This story is by B.L. Thom and was part of our 2019 Summer Writing Contest. You can find all the writing contest stories here.
My mother always said the kitchen was the heart of the home. That stuck with me, more than the myriad other pieces of advice she pressed upon me for the first twenty years of my life.
I had always loved to cook, and my current kitchen, although small, was decorated with bright yellow sunflowers. They danced along the border I had painstakingly put up myself along the ceiling; they frolicked on my curtains, and I even had a huge bouquet of silk sunflowers in the middle of the tiny dining table that was tucked into the corner. It was a bright and cheerful place to cook.
Now, however, the brightness of my little kitchen had been dimmed by a thunderous gray cloud in the form of my older sister. Laura had five years on me in age and at least twice that in experience. She had been out sowing her wild oats when I was a quiet little kid sitting at home with my nose in a book. At present, she was sitting at the table turning a box over and over in her hands and not looking at me as I bustled around making tea.
I set the pot of tea in the middle of the table, along with milk, sugar, two cups, and spoons. We spent a few minutes after I sat down fixing our tea, and the silence stretched out like a living thing. I had just taken a sip of my tea when Laura spoke.
“Shel, Mom’s dead.”
I swallowed hard, and the still scalding tea burned its way down my throat to my stomach, scorching my tongue and the roof of my mouth on the way.
“What?” I said around my raw throat. “When? How?”
Laura didn’t look at me. She just kept turning the box over and over in her hands. “It was sudden. She had a heart attack yesterday morning.”
I stared at my sister. Looking closer, I could see that her eyes were red and her hair was disheveled. A small stain on her sweater might have been toothpaste. The box went round and round in her hands.
I had to move, to do something. I cleared the table off, no longer wanting the tea, and Laura hadn’t touched hers. I took the dishes to the sink where the morning sun was pouring in, hot and bright. I had searched for weeks to find an apartment with an east-facing window in the kitchen and was paying more than I wanted to. I loved the sun though, and in its light the water running in the sink looked like a stream of sparkling diamonds. I stood, transfixed, watching it as I rinsed out the teacups.

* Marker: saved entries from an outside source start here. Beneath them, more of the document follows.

//! Surfaces carried by faces.

mod cylinder;
mod plane;

pub use cylinder::Cylinder;
pub use plane::Plane;

use crate::math::{Point2, Point3, Vector3};

/// A parametric surface a face can lie on.
///
/// `point_at` and `uv_of` invert each other on the surface.
pub trait Surface {
    /// Point at parameters `(u, v)`.
    fn point_at(&self, u: f64, v: f64) -> Point3;

    /// Parameters of the surface point nearest to `point`.
    fn uv_of(&self, point: &Point3) -> Point2;

    /// Unit normal, in the surface's own orientation, at the surface point
    /// nearest to `point`.
    fn normal_at(&self, point: &Point3) -> Vector3;
}
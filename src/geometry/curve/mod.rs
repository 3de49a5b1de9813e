//! Curves carried by edges.

mod circle;
mod line;

pub use circle::Circle;
pub use line::Line;

use crate::math::Point3;

/// A parametric curve an edge can run along.
///
/// `point_at` and `parameter_of` invert each other on the curve. Off the
/// curve, `parameter_of` gives the parameter of the nearest curve point.
pub trait Curve {
    /// Point at parameter `t`.
    fn point_at(&self, t: f64) -> Point3;

    /// Parameter of the curve point nearest to `point`.
    fn parameter_of(&self, point: &Point3) -> f64;

    /// Distance from `point` to the curve.
    fn distance_to(&self, point: &Point3) -> f64 {
        (self.point_at(self.parameter_of(point)) - point).norm()
    }
}
use super::intersect_2d::{segment_segment_relation_2d, SegmentRelation};
use super::{Point2, TOLERANCE};

/// Computes the signed area of a closed polygon (shoelace formula).
///
/// Positive for counter-clockwise, negative for clockwise.
#[must_use]
pub fn signed_area_2d(points: &[Point2]) -> f64 {
    let n = points.len();
    if n < 3 {
        return 0.0;
    }
    let mut sum = 0.0;
    for i in 0..n {
        let j = (i + 1) % n;
        sum += points[i].x * points[j].y - points[j].x * points[i].y;
    }
    sum * 0.5
}

/// Finds the first pair of boundary edges of a closed polygon that touch
/// where they should not.
///
/// Edges `i` and `i + 1` may share their common vertex but must not fold
/// back onto each other; all other pairs must be fully disjoint. Returns the
/// offending edge indices, or `None` for a simple polygon.
#[must_use]
pub fn find_self_intersection(points: &[Point2], tol: f64) -> Option<(usize, usize)> {
    let n = points.len();
    if n < 3 {
        return None;
    }
    for i in 0..n {
        let a0 = points[i];
        let a1 = points[(i + 1) % n];
        for j in (i + 1)..n {
            let b0 = points[j];
            let b1 = points[(j + 1) % n];
            let adjacent = j == i + 1 || (i == 0 && j == n - 1);
            match segment_segment_relation_2d(&a0, &a1, &b0, &b1, tol) {
                SegmentRelation::Disjoint => {}
                SegmentRelation::Overlap => return Some((i, j)),
                SegmentRelation::Point { t, u, .. } => {
                    if !adjacent {
                        return Some((i, j));
                    }
                    // Adjacent edges may only meet at their shared vertex.
                    let eps = TOLERANCE.max(tol);
                    let at_shared = if j == i + 1 {
                        t > 1.0 - eps && u < eps
                    } else {
                        t < eps && u > 1.0 - eps
                    };
                    if !at_shared {
                        return Some((i, j));
                    }
                }
            }
        }
    }
    None
}

#[cfg(test)]
mod tests {
    use super::*;

    fn p(x: f64, y: f64) -> Point2 {
        Point2::new(x, y)
    }

    fn square() -> Vec<Point2> {
        vec![p(0.0, 0.0), p(1.0, 0.0), p(1.0, 1.0), p(0.0, 1.0)]
    }

    #[test]
    fn ccw_square_has_positive_area() {
        assert!((signed_area_2d(&square()) - 1.0).abs() < 1e-12);
        let mut cw = square();
        cw.reverse();
        assert!((signed_area_2d(&cw) + 1.0).abs() < 1e-12);
    }

    #[test]
    fn simple_square_has_no_self_intersection() {
        assert_eq!(find_self_intersection(&square(), 1e-9), None);
    }

    #[test]
    fn bowtie_is_self_intersecting() {
        let bowtie = vec![p(0.0, 0.0), p(1.0, 1.0), p(1.0, 0.0), p(0.0, 1.0)];
        assert!(find_self_intersection(&bowtie, 1e-9).is_some());
    }

    #[test]
    fn folded_back_edge_is_self_intersecting() {
        let spike = vec![p(0.0, 0.0), p(2.0, 0.0), p(1.0, 0.0), p(1.0, 1.0)];
        assert!(find_self_intersection(&spike, 1e-9).is_some());
    }

    #[test]
    fn concave_polygon_is_simple() {
        let l_shape = vec![
            p(0.0, 0.0),
            p(2.0, 0.0),
            p(2.0, 1.0),
            p(1.0, 1.0),
            p(1.0, 2.0),
            p(0.0, 2.0),
        ];
        assert_eq!(find_self_intersection(&l_shape, 1e-9), None);
    }
}
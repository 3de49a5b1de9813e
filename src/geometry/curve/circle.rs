use std::f64::consts::TAU;

use crate::error::{GeometryError, Result};
use crate::math::{Point3, Vector3, TOLERANCE};

use super::Curve;

/// A circle in 3D.
///
/// `P(t) = center + radius * (cos t * x_axis + sin t * y_axis)` with
/// `y_axis = axis × x_axis`, so `t` grows counter-clockwise about `axis`.
#[derive(Debug, Clone)]
pub struct Circle {
    center: Point3,
    radius: f64,
    axis: Vector3,
    x_axis: Vector3,
}

impl Circle {
    /// Creates a circle from its placement.
    ///
    /// `ref_dir` fixes `t = 0`; its component along the axis is dropped, so
    /// slightly skewed placements from exchange files are accepted.
    ///
    /// # Errors
    ///
    /// Returns [`GeometryError::Degenerate`] for a radius that is not
    /// positive or a reference direction parallel to the axis, and
    /// [`GeometryError::ZeroVector`] for a zero axis.
    pub fn new(center: Point3, radius: f64, axis: Vector3, ref_dir: Vector3) -> Result<Self> {
        if radius.is_nan() || radius < TOLERANCE {
            return Err(GeometryError::Degenerate(format!("circle radius {radius}")).into());
        }
        let axis = axis
            .try_normalize(TOLERANCE)
            .ok_or(GeometryError::ZeroVector)?;
        let x_axis = (ref_dir - axis * ref_dir.dot(&axis))
            .try_normalize(TOLERANCE)
            .ok_or_else(|| {
                GeometryError::Degenerate("circle reference direction is parallel to its axis".into())
            })?;
        Ok(Self {
            center,
            radius,
            axis,
            x_axis,
        })
    }

    #[must_use]
    pub fn center(&self) -> &Point3 {
        &self.center
    }

    #[must_use]
    pub fn radius(&self) -> f64 {
        self.radius
    }

    /// Unit normal of the circle plane.
    #[must_use]
    pub fn axis(&self) -> &Vector3 {
        &self.axis
    }

    fn y_axis(&self) -> Vector3 {
        self.axis.cross(&self.x_axis)
    }

    /// Parameters `(t_start, t_end)` of the arc from `start` to `end`.
    ///
    /// The arc turns counter-clockwise about the axis when `ccw` is set, so
    /// `t_end - t_start` is positive, and clockwise otherwise. Without an
    /// `end` the arc is the full turn beginning at `start`.
    #[must_use]
    pub fn arc(&self, start: &Point3, end: Option<&Point3>, ccw: bool) -> (f64, f64) {
        let t_start = self.parameter_of(start);
        let t_end = end.map_or(t_start, |end| self.parameter_of(end));
        let sweep = (t_end - t_start).rem_euclid(TAU);
        let sweep = if ccw {
            if sweep <= TOLERANCE { TAU } else { sweep }
        } else if sweep >= TAU - TOLERANCE || sweep <= TOLERANCE {
            -TAU
        } else {
            sweep - TAU
        };
        (t_start, t_start + sweep)
    }
}

impl Curve for Circle {
    fn point_at(&self, t: f64) -> Point3 {
        self.center + (self.x_axis * t.cos() + self.y_axis() * t.sin()) * self.radius
    }

    /// Angle in `[0, 2π)` of the projection of `point` into the circle
    /// plane.
    fn parameter_of(&self, point: &Point3) -> f64 {
        let d = point - self.center;
        d.dot(&self.y_axis()).atan2(d.dot(&self.x_axis)).rem_euclid(TAU)
    }
}
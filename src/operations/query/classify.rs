use crate::error::Result;
use crate::math::intersect_3d::ray_triangle_intersect;
use crate::math::{Point3, Vector3, TOLERANCE};
use crate::tessellation::{TessellateSolid, TessellationParams, TriangleMesh};
use crate::topology::{SolidId, TopologyStore};

/// Classification of a point relative to a solid.
#[derive(Debug, Clone, Copy, PartialEq, Eq)]
pub enum PointClassification {
    Inside,
    Outside,
    OnBoundary,
}

/// Ray directions tried in turn. Off-axis first, as models tend to be
/// axis-aligned.
const RAY_DIRECTIONS: [[f64; 3]; 4] = [
    [0.577_215_664_9, 0.318_309_886_2, 0.751_826_0],
    [-0.267_949_192_4, 0.927_050_983_1, 0.262_865_556_1],
    [0.141_421_356_2, -0.316_227_766_0, 0.938_083_151_9],
    [1.0, 0.0, 0.0],
];

/// Classifies a point as inside, outside, or on the boundary of a solid.
///
/// Uses ray casting on the solid's tessellation: shoots a ray from the point
/// and counts triangle crossings. Odd crossings = inside, even = outside. If
/// the ray grazes a triangle edge, retries with another direction.
///
/// # Errors
///
/// Returns an error if the solid or its topology cannot be read.
pub fn classify_point_in_solid(
    point: &Point3,
    solid_id: SolidId,
    store: &TopologyStore,
) -> Result<PointClassification> {
    let mesh = TessellateSolid::new(solid_id, TessellationParams::default()).execute(store)?;
    Ok(classify_point_in_mesh(point, &mesh, TOLERANCE * 1e3))
}

/// Classifies a point against a closed triangle mesh.
///
/// Points closer than `boundary_tol` to any triangle are `OnBoundary`.
#[must_use]
pub fn classify_point_in_mesh(point: &Point3, mesh: &TriangleMesh, boundary_tol: f64) -> PointClassification {
    if mesh
        .triangles()
        .any(|tri| distance_to_triangle(point, &tri) <= boundary_tol)
    {
        return PointClassification::OnBoundary;
    }

    for dir in RAY_DIRECTIONS {
        let dir = Vector3::from(dir).normalize();
        if let RayCastResult::Clear(classification) = ray_cast_classify(point, &dir, mesh) {
            return classification;
        }
    }

    // Every direction grazed an edge; report outside.
    PointClassification::Outside
}

enum RayCastResult {
    Clear(PointClassification),
    Degenerate,
}

fn ray_cast_classify(point: &Point3, dir: &Vector3, mesh: &TriangleMesh) -> RayCastResult {
    let mut crossings = 0u32;
    for [a, b, c] in mesh.triangles() {
        let Some(hit) = ray_triangle_intersect(point, dir, &a, &b, &c) else {
            continue;
        };
        if hit.near_edge(1e-9) {
            return RayCastResult::Degenerate;
        }
        crossings += 1;
    }

    if crossings % 2 == 1 {
        RayCastResult::Clear(PointClassification::Inside)
    } else {
        RayCastResult::Clear(PointClassification::Outside)
    }
}

/// Euclidean distance from `p` to the closed triangle `tri`.
fn distance_to_triangle(p: &Point3, tri: &[Point3; 3]) -> f64 {
    let [a, b, c] = tri;
    let normal = (b - a).cross(&(c - a));
    let len = normal.norm();
    if len > TOLERANCE {
        let n = normal / len;
        let dist = (p - a).dot(&n);
        let q = p - n * dist;
        let inside = [(a, b), (b, c), (c, a)]
            .iter()
            .all(|(s, e)| (*e - *s).cross(&(q - *s)).dot(&n) >= 0.0);
        if inside {
            return dist.abs();
        }
    }
    [(a, b), (b, c), (c, a)]
        .iter()
        .map(|(s, e)| distance_to_segment(p, s, e))
        .fold(f64::INFINITY, f64::min)
}

fn distance_to_segment(p: &Point3, a: &Point3, b: &Point3) -> f64 {
    let ab = b - a;
    let len_sq = ab.norm_squared();
    if len_sq < TOLERANCE * TOLERANCE {
        return (p - a).norm();
    }
    let t = ((p - a).dot(&ab) / len_sq).clamp(0.0, 1.0);
    (p - (a + ab * t)).norm()
}

#[cfg(test)]
#[allow(clippy::unwrap_used)]
mod tests {
    use super::*;
    use crate::operations::creation::{MakeFace, MakeWire};
    use crate::operations::shaping::Extrude;

    fn p(x: f64, y: f64, z: f64) -> Point3 {
        Point3::new(x, y, z)
    }

    fn make_box(store: &mut TopologyStore) -> SolidId {
        let pts = vec![p(0.0, 0.0, 0.0), p(2.0, 0.0, 0.0), p(2.0, 2.0, 0.0), p(0.0, 2.0, 0.0)];
        let wire = MakeWire::new(pts, true).execute(store).unwrap();
        let face = MakeFace::new(wire, vec![]).execute(store).unwrap();
        Extrude::new(face, Vector3::new(0.0, 0.0, 2.0))
            .execute(store)
            .unwrap()
    }

    #[test]
    fn center_is_inside() {
        let mut store = TopologyStore::new();
        let solid = make_box(&mut store);
        let result = classify_point_in_solid(&p(1.0, 1.0, 1.0), solid, &store).unwrap();
        assert_eq!(result, PointClassification::Inside);
    }

    #[test]
    fn far_point_is_outside() {
        let mut store = TopologyStore::new();
        let solid = make_box(&mut store);
        let result = classify_point_in_solid(&p(10.0, 10.0, 10.0), solid, &store).unwrap();
        assert_eq!(result, PointClassification::Outside);
    }

    #[test]
    fn point_near_face_is_outside() {
        let mut store = TopologyStore::new();
        let solid = make_box(&mut store);
        let result = classify_point_in_solid(&p(1.0, 1.0, -1.0), solid, &store).unwrap();
        assert_eq!(result, PointClassification::Outside);
    }

    #[test]
    fn point_on_face_is_boundary() {
        let mut store = TopologyStore::new();
        let solid = make_box(&mut store);
        let result = classify_point_in_solid(&p(1.0, 1.0, 0.0), solid, &store).unwrap();
        assert_eq!(result, PointClassification::OnBoundary);
    }

    #[test]
    fn point_just_inside() {
        let mut store = TopologyStore::new();
        let solid = make_box(&mut store);
        let result = classify_point_in_solid(&p(0.001, 0.001, 0.001), solid, &store).unwrap();
        assert_eq!(result, PointClassification::Inside);
    }

    #[test]
    fn distance_to_triangle_regions() {
        let tri = [p(0.0, 0.0, 0.0), p(1.0, 0.0, 0.0), p(0.0, 1.0, 0.0)];
        assert!((distance_to_triangle(&p(0.2, 0.2, 3.0), &tri) - 3.0).abs() < 1e-12);
        assert!((distance_to_triangle(&p(2.0, 0.0, 0.0), &tri) - 1.0).abs() < 1e-12);
    }
}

“You were always the favorite, you know,” said Laura. “Until I was five, Mom treated me like a princess, the late-in-years baby who was a miracle. Mom always had me by her side, took me everywhere. Then you came.” She snorted bitter laughter. “You were even more of a miracle than I, as she was five years older, and you were the baby. I was left behind, left out. As soon as I was old enough, I started staying away from home when I could. I got a reputation for being a wild child and a troublemaker, but in reality I was just hiding.” After saying her piece, Laura dropped the box onto the table and put her hands over her face. I thought she might have been crying, but I couldn’t be sure.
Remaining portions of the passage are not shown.